> **Task brief**
The answer must consist of the listing, reproduced exactly.

> **Stored data**

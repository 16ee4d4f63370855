use serde::de::DeserializeOwned;
use serde_json::Value;

use super::probe::Envelope;
use crate::error::ListQueryError;

/// Decode a singular record from `{ data: {...} }` or a bare object.
pub fn extract_record<T: DeserializeOwned>(raw: &Value) -> Result<T, ListQueryError> {
    let envelope = Envelope::open(raw);
    T::deserialize(envelope.body).map_err(|e| ListQueryError::decode("record", e))
}

#[cfg(test)]
mod tests {
    use super::*;
    use serde::Deserialize;
    use serde_json::json;

    #[derive(Debug, Deserialize, PartialEq)]
    struct Group {
        id: u64,
        name: String,
    }

    #[test]
    fn unwraps_data_envelope() {
        let raw = json!({ "success": true, "message": "Saved", "data": { "id": 3, "name": "Cash" } });
        let group: Group = extract_record(&raw).unwrap();
        assert_eq!(group, Group { id: 3, name: "Cash".to_string() });
    }

    #[test]
    fn accepts_bare_record() {
        let group: Group = extract_record(&json!({ "id": 4, "name": "Bank" })).unwrap();
        assert_eq!(group.id, 4);
    }

    #[test]
    fn reports_decode_failures() {
        let err = extract_record::<Group>(&json!({ "data": { "id": "x" } })).unwrap_err();
        assert!(matches!(err, ListQueryError::Decode { ref what, .. } if what == "record"));
    }
}
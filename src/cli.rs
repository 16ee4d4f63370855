use std::path::PathBuf;

use anyhow::{bail, Context};
use bd_core::entities::{AccountGroup, Announcement, SalaryComponent, VoucherType};
use bd_core::{ListEntity, ListParams, RecordId, SortDirection};
use clap::{Args, Parser, Subcommand, ValueEnum};
use serde_json::{json, Value};
use tracing::info;

use crate::bootstrap::{default_config_path, load_config, wire_dependencies, AppDeps};

#[derive(Parser, Debug)]
#[command(
    name = "bizdesk",
    version,
    about = "Bizdesk: list, inspect and toggle back-office records"
)]
pub struct Cli {
    /// Path to the TOML config (defaults to the platform config dir)
    #[arg(long, global = true)]
    pub config: Option<PathBuf>,

    /// Also write logs to the platform log directory
    #[arg(long, global = true)]
    pub log_file: bool,

    #[command(subcommand)]
    pub command: Command,
}

#[derive(Subcommand, Debug)]
pub enum Command {
    /// List one page of records
    List {
        resource: Resource,
        #[command(flatten)]
        filters: ListArgs,
    },
    /// Show a single record
    Show { resource: Resource, id: String },
    /// Flip a record's active flag
    Toggle { resource: Resource, id: String },
}

#[derive(ValueEnum, Clone, Copy, Debug, PartialEq, Eq)]
pub enum Resource {
    AccountGroups,
    VoucherTypes,
    Announcements,
    SalaryComponents,
}

#[derive(Args, Debug, Default, Clone)]
pub struct ListArgs {
    #[arg(long)]
    pub search: Option<String>,

    #[arg(long)]
    pub status: Option<String>,

    /// Field to sort by
    #[arg(long)]
    pub sort: Option<String>,

    /// `asc` or `desc`; only used together with `--sort`
    #[arg(long)]
    pub direction: Option<SortDirection>,

    #[arg(long)]
    pub page: Option<u64>,

    #[arg(long)]
    pub per_page: Option<u64>,
}

impl ListArgs {
    pub fn to_params(&self) -> ListParams {
        let mut params = ListParams::new();
        if let Some(search) = &self.search {
            params = params.search(search.clone());
        }
        if let Some(status) = &self.status {
            params = params.status(status.clone());
        }
        if let Some(field) = &self.sort {
            params = params.sort(field.clone(), self.direction.unwrap_or(SortDirection::Asc));
        }
        if let Some(page) = self.page {
            params = params.page(page);
        }
        if let Some(per_page) = self.per_page {
            params = params.per_page(per_page);
        }
        params
    }
}

macro_rules! for_resource {
    ($resource:expr, $func:ident ( $($arg:expr),* )) => {
        match $resource {
            Resource::AccountGroups => $func::<AccountGroup>($($arg),*).await,
            Resource::VoucherTypes => $func::<VoucherType>($($arg),*).await,
            Resource::Announcements => $func::<Announcement>($($arg),*).await,
            Resource::SalaryComponents => $func::<SalaryComponent>($($arg),*).await,
        }
    };
}

impl Cli {
    pub async fn run(self) -> anyhow::Result<()> {
        let config_path = match self.config {
            Some(path) => {
                if !path.exists() {
                    bail!("Config file does not exist: {}", path.display());
                }
                path
            }
            None => default_config_path().unwrap_or_else(|| PathBuf::from("bizdesk.toml")),
        };
        let config = load_config(&config_path)?;
        let deps = wire_dependencies(config).context("Failed to wire dependencies")?;

        let output = execute(&deps, self.command).await?;
        println!("{}", serde_json::to_string_pretty(&output)?);
        Ok(())
    }
}

/// Run one command against already-wired dependencies and return its JSON output.
pub async fn execute(deps: &AppDeps, command: Command) -> anyhow::Result<Value> {
    match command {
        Command::List { resource, filters } => {
            let params = filters.to_params();
            for_resource!(resource, list_records(deps, params))
        }
        Command::Show { resource, id } => {
            let id = RecordId::from(id);
            for_resource!(resource, show_record(deps, &id))
        }
        Command::Toggle { resource, id } => {
            let id = RecordId::from(id);
            for_resource!(resource, toggle_record(deps, &id))
        }
    }
}

async fn list_records<E: ListEntity>(deps: &AppDeps, params: ListParams) -> anyhow::Result<Value> {
    let (controller, _views) = deps.controller::<E>(params);
    let view = controller.load().await;

    if let Some(message) = &view.last_error {
        if view.is_empty() {
            bail!("{message}");
        }
    }

    Ok(json!({
        "resource": E::RESOURCE,
        "items": view.items,
        "pagination": view.pagination,
        "stats": view.stats,
    }))
}

async fn show_record<E: ListEntity>(deps: &AppDeps, id: &RecordId) -> anyhow::Result<Value> {
    let record = deps
        .resource::<E>()
        .show(id)
        .await
        .map_err(|err| anyhow::anyhow!(err.user_message()))
        .with_context(|| format!("Failed to load {} {id}", E::RESOURCE))?;
    Ok(serde_json::to_value(record)?)
}

async fn toggle_record<E: ListEntity>(deps: &AppDeps, id: &RecordId) -> anyhow::Result<Value> {
    let resource = deps.resource::<E>();
    let record = resource
        .toggle_status(id)
        .await
        .map_err(|err| anyhow::anyhow!(err.user_message()))
        .with_context(|| format!("Failed to toggle {} {id}", E::RESOURCE))?;
    let dropped = deps.cache.invalidate(&resource.namespace_key());
    info!(resource = E::RESOURCE, %id, dropped, "Toggled record status");
    Ok(serde_json::to_value(record)?)
}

> **Exercise result**
repository 16ee4d4f63370855
use serde::de::DeserializeOwned;
use serde_json::Value;

use super::probe::Envelope;
use crate::error::ListQueryError;

/// Decode a singular record from `{ data: {...} }` or a bare object.
pub fn extract_record<T: DeserializeOwned>(raw: &Value) -> Result<T, ListQueryError> {
    let envelope = Envelope::open(raw);
    T::deserialize(envelope.body).map_err(|e| ListQueryError::decode("record", e))
}

#[cfg(test)]
mod tests {
    use super::*;
    use serde::Deserialize;
    use serde_json::json;

    #[derive(Debug, Deserialize, PartialEq)]
    struct Group {
        id: u64,
        name: String,
    }

    #[test]
    fn unwraps_data_envelope() {
        let raw = json!({ "success": true, "message": "Saved", "data": { "id": 3, "name": "Cash" } });
        let group: Group = extract_record(&raw).unwrap();
        assert_eq!(group, Group { id: 3, name: "Cash".to_string() });
    }

    #[test]
    fn accepts_bare_record() {
        let group: Group = extract_record(&json!({ "id": 4, "name": "Bank" })).unwrap();
        assert_eq!(group.id, 4);
    }

    #[test]
    fn reports_decode_failures() {
        let err = extract_record::<Group>(&json!({ "data": { "id": "x" } })).unwrap_err();
        assert!(matches!(err, ListQueryError::Decode { ref what, .. } if what == "record"));
    }
}
filename src/cli.rs
repository 16ee4d4f63370855
use std::path::PathBuf;

use anyhow::{bail, Context};
use bd_core::entities::{AccountGroup, Announcement, SalaryComponent, VoucherType};
use bd_core::{ListEntity, ListParams, RecordId, SortDirection};
use clap::{Args, Parser, Subcommand, ValueEnum};
use serde_json::{json, Value};
use tracing::info;

use crate::bootstrap::{default_config_path, load_config, wire_dependencies, AppDeps};

#[derive(Parser, Debug)]
#[command(
    name = "bizdesk",
    version,
    about = "Bizdesk: list, inspect and toggle back-office records"
)]
pub struct Cli {
    /// Path to the TOML config (defaults to the platform config dir)
    #[arg(long, global = true)]
    pub config: Option<PathBuf>,

    /// Also write logs to the platform log directory
    #[arg(long, global = true)]
    pub log_file: bool,

    #[command(subcommand)]
    pub command: Command,
}

#[derive(Subcommand, Debug)]
pub enum Command {
    /// List one page of records
    List {
        resource: Resource,
        #[command(flatten)]
        filters: ListArgs,
    },
    /// Show a single record
    Show { resource: Resource, id: String },
    /// Flip a record's active flag
    Toggle { resource: Resource, id: String },
}

#[derive(ValueEnum, Clone, Copy, Debug, PartialEq, Eq)]
pub enum Resource {
    AccountGroups,
    VoucherTypes,
    Announcements,
    SalaryComponents,
}

#[derive(Args, Debug, Default, Clone)]
pub struct ListArgs {
    #[arg(long)]
    pub search: Option<String>,

    #[arg(long)]
    pub status: Option<String>,

    /// Field to sort by
    #[arg(long)]
    pub sort: Option<String>,

    /// `asc` or `desc`; only used together with `--sort`
    #[arg(long)]
    pub direction: Option<SortDirection>,

    #[arg(long)]
    pub page: Option<u64>,

    #[arg(long)]
    pub per_page: Option<u64>,
}

impl ListArgs {
    pub fn to_params(&self) -> ListParams {
        let mut params = ListParams::new();
        if let Some(search) = &self.search {
            params = params.search(search.clone());
        }
        if let Some(status) = &self.status {
            params = params.status(status.clone());
        }
        if let Some(field) = &self.sort {
            params = params.sort(field.clone(), self.direction.unwrap_or(SortDirection::Asc));
        }
        if let Some(page) = self.page {
            params = params.page(page);
        }
        if let Some(per_page) = self.per_page {
            params = params.per_page(per_page);
        }
        params
    }
}

macro_rules! for_resource {
    ($resource:expr, $func:ident ( $($arg:expr),* )) => {
        match $resource {
            Resource::AccountGroups => $func::<AccountGroup>($($arg),*).await,
            Resource::VoucherTypes => $func::<VoucherType>($($arg),*).await,
            Resource::Announcements => $func::<Announcement>($($arg),*).await,
            Resource::SalaryComponents => $func::<SalaryComponent>($($arg),*).await,
        }
    };
}

impl Cli {
    pub async fn run(self) -> anyhow::Result<()> {
        let config_path = match self.config {
            Some(path) => {
                if !path.exists() {
                    bail!("Config file does not exist: {}", path.display());
                }
                path
            }
            None => default_config_path().unwrap_or_else(|| PathBuf::from("bizdesk.toml")),
        };
        let config = load_config(&config_path)?;
        let deps = wire_dependencies(config).context("Failed to wire dependencies")?;

        let output = execute(&deps, self.command).await?;
        println!("{}", serde_json::to_string_pretty(&output)?);
        Ok(())
    }
}

/// Run one command against already-wired dependencies and return its JSON output.
pub async fn execute(deps: &AppDeps, command: Command) -> anyhow::Result<Value> {
    match command {
        Command::List { resource, filters } => {
            let params = filters.to_params();
            for_resource!(resource, list_records(deps, params))
        }
        Command::Show { resource, id } => {
            let id = RecordId::from(id);
            for_resource!(resource, show_record(deps, &id))
        }
        Command::Toggle { resource, id } => {
            let id = RecordId::from(id);
            for_resource!(resource, toggle_record(deps, &id))
        }
    }
}

async fn list_records<E: ListEntity>(deps: &AppDeps, params: ListParams) -> anyhow::Result<Value> {
    let (controller, _views) = deps.controller::<E>(params);
    let view = controller.load().await;

    if let Some(message) = &view.last_error {
        if view.is_empty() {
            bail!("{message}");
        }
    }

    Ok(json!({
        "resource": E::RESOURCE,
        "items": view.items,
        "pagination": view.pagination,
        "stats": view.stats,
    }))
}

async fn show_record<E: ListEntity>(deps: &AppDeps, id: &RecordId) -> anyhow::Result<Value> {
    let record = deps
        .resource::<E>()
        .show(id)
        .await
        .map_err(|err| anyhow::anyhow!(err.user_message()))
        .with_context(|| format!("Failed to load {} {id}", E::RESOURCE))?;
    Ok(serde_json::to_value(record)?)
}

async fn toggle_record<E: ListEntity>(deps: &AppDeps, id: &RecordId) -> anyhow::Result<Value> {
    let resource = deps.resource::<E>();
    let record = resource
        .toggle_status(id)
        .await
        .map_err(|err| anyhow::anyhow!(err.user_message()))
        .with_context(|| format!("Failed to toggle {} {id}", E::RESOURCE))?;
    let dropped = deps.cache.invalidate(&resource.namespace_key());
    info!(resource = E::RESOURCE, %id, dropped, "Toggled record status");
    Ok(serde_json::to_value(record)?)
}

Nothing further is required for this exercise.